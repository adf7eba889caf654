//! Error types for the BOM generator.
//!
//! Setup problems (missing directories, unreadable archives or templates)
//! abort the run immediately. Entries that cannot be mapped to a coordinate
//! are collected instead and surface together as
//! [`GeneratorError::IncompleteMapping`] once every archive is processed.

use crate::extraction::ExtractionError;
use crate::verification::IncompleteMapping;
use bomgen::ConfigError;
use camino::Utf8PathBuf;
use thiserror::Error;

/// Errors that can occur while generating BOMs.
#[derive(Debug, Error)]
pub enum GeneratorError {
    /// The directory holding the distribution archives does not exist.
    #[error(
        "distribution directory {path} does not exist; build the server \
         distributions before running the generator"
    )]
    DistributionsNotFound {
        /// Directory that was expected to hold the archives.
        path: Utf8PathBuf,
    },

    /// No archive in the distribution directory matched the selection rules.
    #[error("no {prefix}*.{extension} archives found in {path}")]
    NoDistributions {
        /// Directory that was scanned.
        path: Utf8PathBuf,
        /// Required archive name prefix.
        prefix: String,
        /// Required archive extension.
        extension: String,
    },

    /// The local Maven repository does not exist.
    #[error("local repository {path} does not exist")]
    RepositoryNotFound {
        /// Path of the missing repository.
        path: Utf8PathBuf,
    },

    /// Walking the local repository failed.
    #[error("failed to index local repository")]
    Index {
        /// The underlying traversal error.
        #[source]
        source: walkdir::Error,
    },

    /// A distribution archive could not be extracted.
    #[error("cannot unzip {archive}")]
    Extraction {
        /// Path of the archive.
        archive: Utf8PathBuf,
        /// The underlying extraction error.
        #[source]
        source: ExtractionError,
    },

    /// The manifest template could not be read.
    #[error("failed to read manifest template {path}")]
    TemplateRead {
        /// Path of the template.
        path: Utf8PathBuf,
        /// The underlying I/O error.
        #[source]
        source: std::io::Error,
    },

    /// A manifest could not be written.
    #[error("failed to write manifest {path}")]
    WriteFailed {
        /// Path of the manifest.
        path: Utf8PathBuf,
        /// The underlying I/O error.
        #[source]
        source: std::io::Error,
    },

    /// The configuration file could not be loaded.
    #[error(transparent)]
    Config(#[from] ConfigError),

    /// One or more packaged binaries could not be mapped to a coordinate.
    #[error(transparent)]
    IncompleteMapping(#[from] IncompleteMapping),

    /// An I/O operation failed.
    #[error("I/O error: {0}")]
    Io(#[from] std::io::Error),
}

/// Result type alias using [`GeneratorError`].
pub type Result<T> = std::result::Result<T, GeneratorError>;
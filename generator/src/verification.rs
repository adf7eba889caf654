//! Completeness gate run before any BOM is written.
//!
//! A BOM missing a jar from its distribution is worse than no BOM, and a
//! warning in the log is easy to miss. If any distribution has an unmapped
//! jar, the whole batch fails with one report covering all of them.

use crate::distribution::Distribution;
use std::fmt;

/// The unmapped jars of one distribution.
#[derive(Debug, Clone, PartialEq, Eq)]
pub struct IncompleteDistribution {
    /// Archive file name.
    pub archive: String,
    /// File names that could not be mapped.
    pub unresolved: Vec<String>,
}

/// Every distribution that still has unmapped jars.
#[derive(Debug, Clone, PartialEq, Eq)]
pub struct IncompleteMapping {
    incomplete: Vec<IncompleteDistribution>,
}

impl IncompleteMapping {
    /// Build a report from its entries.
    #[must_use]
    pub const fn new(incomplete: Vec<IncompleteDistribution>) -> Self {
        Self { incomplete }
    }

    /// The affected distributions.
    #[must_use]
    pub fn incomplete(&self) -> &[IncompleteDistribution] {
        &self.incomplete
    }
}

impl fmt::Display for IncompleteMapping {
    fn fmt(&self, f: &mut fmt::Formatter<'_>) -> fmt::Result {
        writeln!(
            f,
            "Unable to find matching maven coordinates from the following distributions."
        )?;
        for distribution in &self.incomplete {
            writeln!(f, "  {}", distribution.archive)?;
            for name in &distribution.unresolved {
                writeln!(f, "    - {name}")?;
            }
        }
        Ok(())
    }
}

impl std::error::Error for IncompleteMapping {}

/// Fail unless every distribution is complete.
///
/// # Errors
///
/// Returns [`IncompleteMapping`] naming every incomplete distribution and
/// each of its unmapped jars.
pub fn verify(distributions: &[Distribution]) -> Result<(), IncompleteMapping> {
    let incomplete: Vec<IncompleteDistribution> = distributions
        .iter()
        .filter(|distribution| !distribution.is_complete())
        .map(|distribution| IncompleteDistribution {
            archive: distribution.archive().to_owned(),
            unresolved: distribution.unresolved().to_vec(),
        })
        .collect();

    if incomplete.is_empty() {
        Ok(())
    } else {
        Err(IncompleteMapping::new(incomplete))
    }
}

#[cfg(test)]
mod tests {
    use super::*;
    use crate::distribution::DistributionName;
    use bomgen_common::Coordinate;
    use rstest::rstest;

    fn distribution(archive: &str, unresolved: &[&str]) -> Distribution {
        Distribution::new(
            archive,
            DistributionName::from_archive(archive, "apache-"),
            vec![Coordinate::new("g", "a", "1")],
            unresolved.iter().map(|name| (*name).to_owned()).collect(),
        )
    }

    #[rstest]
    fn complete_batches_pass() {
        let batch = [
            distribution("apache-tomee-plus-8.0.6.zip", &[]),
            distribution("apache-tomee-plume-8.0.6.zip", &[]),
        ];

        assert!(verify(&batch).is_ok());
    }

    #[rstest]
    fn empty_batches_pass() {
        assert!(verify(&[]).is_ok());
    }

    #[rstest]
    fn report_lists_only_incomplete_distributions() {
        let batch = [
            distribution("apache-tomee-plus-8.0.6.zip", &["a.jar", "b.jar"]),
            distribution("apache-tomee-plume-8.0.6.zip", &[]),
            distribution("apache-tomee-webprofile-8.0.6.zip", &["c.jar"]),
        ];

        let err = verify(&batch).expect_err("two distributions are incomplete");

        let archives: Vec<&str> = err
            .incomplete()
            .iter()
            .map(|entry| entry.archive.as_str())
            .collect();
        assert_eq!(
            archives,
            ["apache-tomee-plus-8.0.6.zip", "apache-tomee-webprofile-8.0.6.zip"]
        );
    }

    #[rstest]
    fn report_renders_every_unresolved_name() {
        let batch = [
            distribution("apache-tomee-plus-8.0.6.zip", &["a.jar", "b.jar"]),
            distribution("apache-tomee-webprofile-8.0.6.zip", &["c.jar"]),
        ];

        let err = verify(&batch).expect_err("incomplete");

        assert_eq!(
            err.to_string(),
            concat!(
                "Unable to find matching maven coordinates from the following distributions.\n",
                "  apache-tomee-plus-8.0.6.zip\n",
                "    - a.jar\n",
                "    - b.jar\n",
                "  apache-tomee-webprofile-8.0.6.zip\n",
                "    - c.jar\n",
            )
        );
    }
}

_ _ _ _ _

▶ Exercise prompt
Every entry above needs to be quoted exactly.

▶ Exercise response
repository adf7eba889caf654
//! Error types for the BOM generator.
//!
//! Setup problems (missing directories, unreadable archives or templates)
//! abort the run immediately. Entries that cannot be mapped to a coordinate
//! are collected instead and surface together as
//! [`GeneratorError::IncompleteMapping`] once every archive is processed.

use crate::extraction::ExtractionError;
use crate::verification::IncompleteMapping;
use bomgen::ConfigError;
use camino::Utf8PathBuf;
use thiserror::Error;

/// Errors that can occur while generating BOMs.
#[derive(Debug, Error)]
pub enum GeneratorError {
    /// The directory holding the distribution archives does not exist.
    #[error(
        "distribution directory {path} does not exist; build the server \
         distributions before running the generator"
    )]
    DistributionsNotFound {
        /// Directory that was expected to hold the archives.
        path: Utf8PathBuf,
    },

    /// No archive in the distribution directory matched the selection rules.
    #[error("no {prefix}*.{extension} archives found in {path}")]
    NoDistributions {
        /// Directory that was scanned.
        path: Utf8PathBuf,
        /// Required archive name prefix.
        prefix: String,
        /// Required archive extension.
        extension: String,
    },

    /// The local Maven repository does not exist.
    #[error("local repository {path} does not exist")]
    RepositoryNotFound {
        /// Path of the missing repository.
        path: Utf8PathBuf,
    },

    /// Walking the local repository failed.
    #[error("failed to index local repository")]
    Index {
        /// The underlying traversal error.
        #[source]
        source: walkdir::Error,
    },

    /// A distribution archive could not be extracted.
    #[error("cannot unzip {archive}")]
    Extraction {
        /// Path of the archive.
        archive: Utf8PathBuf,
        /// The underlying extraction error.
        #[source]
        source: ExtractionError,
    },

    /// The manifest template could not be read.
    #[error("failed to read manifest template {path}")]
    TemplateRead {
        /// Path of the template.
        path: Utf8PathBuf,
        /// The underlying I/O error.
        #[source]
        source: std::io::Error,
    },

    /// A manifest could not be written.
    #[error("failed to write manifest {path}")]
    WriteFailed {
        /// Path of the manifest.
        path: Utf8PathBuf,
        /// The underlying I/O error.
        #[source]
        source: std::io::Error,
    },

    /// The configuration file could not be loaded.
    #[error(transparent)]
    Config(#[from] ConfigError),

    /// One or more packaged binaries could not be mapped to a coordinate.
    #[error(transparent)]
    IncompleteMapping(#[from] IncompleteMapping),

    /// An I/O operation failed.
    #[error("I/O error: {0}")]
    Io(#[from] std::io::Error),
}

/// Result type alias using [`GeneratorError`].
pub type Result<T> = std::result::Result<T, GeneratorError>;
filename generator/src/verification.rs
repository adf7eba889caf654
//! Completeness gate run before any BOM is written.
//!
//! A BOM missing a jar from its distribution is worse than no BOM, and a
//! warning in the log is easy to miss. If any distribution has an unmapped
//! jar, the whole batch fails with one report covering all of them.

use crate::distribution::Distribution;
use std::fmt;

/// The unmapped jars of one distribution.
#[derive(Debug, Clone, PartialEq, Eq)]
pub struct IncompleteDistribution {
    /// Archive file name.
    pub archive: String,
    /// File names that could not be mapped.
    pub unresolved: Vec<String>,
}

/// Every distribution that still has unmapped jars.
#[derive(Debug, Clone, PartialEq, Eq)]
pub struct IncompleteMapping {
    incomplete: Vec<IncompleteDistribution>,
}

impl IncompleteMapping {
    /// Build a report from its entries.
    #[must_use]
    pub const fn new(incomplete: Vec<IncompleteDistribution>) -> Self {
        Self { incomplete }
    }

    /// The affected distributions.
    #[must_use]
    pub fn incomplete(&self) -> &[IncompleteDistribution] {
        &self.incomplete
    }
}

impl fmt::Display for IncompleteMapping {
    fn fmt(&self, f: &mut fmt::Formatter<'_>) -> fmt::Result {
        writeln!(
            f,
            "Unable to find matching maven coordinates from the following distributions."
        )?;
        for distribution in &self.incomplete {
            writeln!(f, "  {}", distribution.archive)?;
            for name in &distribution.unresolved {
                writeln!(f, "    - {name}")?;
            }
        }
        Ok(())
    }
}

impl std::error::Error for IncompleteMapping {}

/// Fail unless every distribution is complete.
///
/// # Errors
///
/// Returns [`IncompleteMapping`] naming every incomplete distribution and
/// each of its unmapped jars.
pub fn verify(distributions: &[Distribution]) -> Result<(), IncompleteMapping> {
    let incomplete: Vec<IncompleteDistribution> = distributions
        .iter()
        .filter(|distribution| !distribution.is_complete())
        .map(|distribution| IncompleteDistribution {
            archive: distribution.archive().to_owned(),
            unresolved: distribution.unresolved().to_vec(),
        })
        .collect();

    if incomplete.is_empty() {
        Ok(())
    } else {
        Err(IncompleteMapping::new(incomplete))
    }
}

#[cfg(test)]
mod tests {
    use super::*;
    use crate::distribution::DistributionName;
    use bomgen_common::Coordinate;
    use rstest::rstest;

    fn distribution(archive: &str, unresolved: &[&str]) -> Distribution {
        Distribution::new(
            archive,
            DistributionName::from_archive(archive, "apache-"),
            vec![Coordinate::new("g", "a", "1")],
            unresolved.iter().map(|name| (*name).to_owned()).collect(),
        )
    }

    #[rstest]
    fn complete_batches_pass() {
        let batch = [
            distribution("apache-tomee-plus-8.0.6.zip", &[]),
            distribution("apache-tomee-plume-8.0.6.zip", &[]),
        ];

        assert!(verify(&batch).is_ok());
    }

    #[rstest]
    fn empty_batches_pass() {
        assert!(verify(&[]).is_ok());
    }

    #[rstest]
    fn report_lists_only_incomplete_distributions() {
        let batch = [
            distribution("apache-tomee-plus-8.0.6.zip", &["a.jar", "b.jar"]),
            distribution("apache-tomee-plume-8.0.6.zip", &[]),
            distribution("apache-tomee-webprofile-8.0.6.zip", &["c.jar"]),
        ];

        let err = verify(&batch).expect_err("two distributions are incomplete");

        let archives: Vec<&str> = err
            .incomplete()
            .iter()
            .map(|entry| entry.archive.as_str())
            .collect();
        assert_eq!(
            archives,
            ["apache-tomee-plus-8.0.6.zip", "apache-tomee-webprofile-8.0.6.zip"]
        );
    }

    #[rstest]
    fn report_renders_every_unresolved_name() {
        let batch = [
            distribution("apache-tomee-plus-8.0.6.zip", &["a.jar", "b.jar"]),
            distribution("apache-tomee-webprofile-8.0.6.zip", &["c.jar"]),
        ];

        let err = verify(&batch).expect_err("incomplete");

        assert_eq!(
            err.to_string(),
            concat!(
                "Unable to find matching maven coordinates from the following distributions.\n",
                "  apache-tomee-plus-8.0.6.zip\n",
                "    - a.jar\n",
                "    - b.jar\n",
                "  apache-tomee-webprofile-8.0.6.zip\n",
                "    - c.jar\n",
            )
        );
    }
}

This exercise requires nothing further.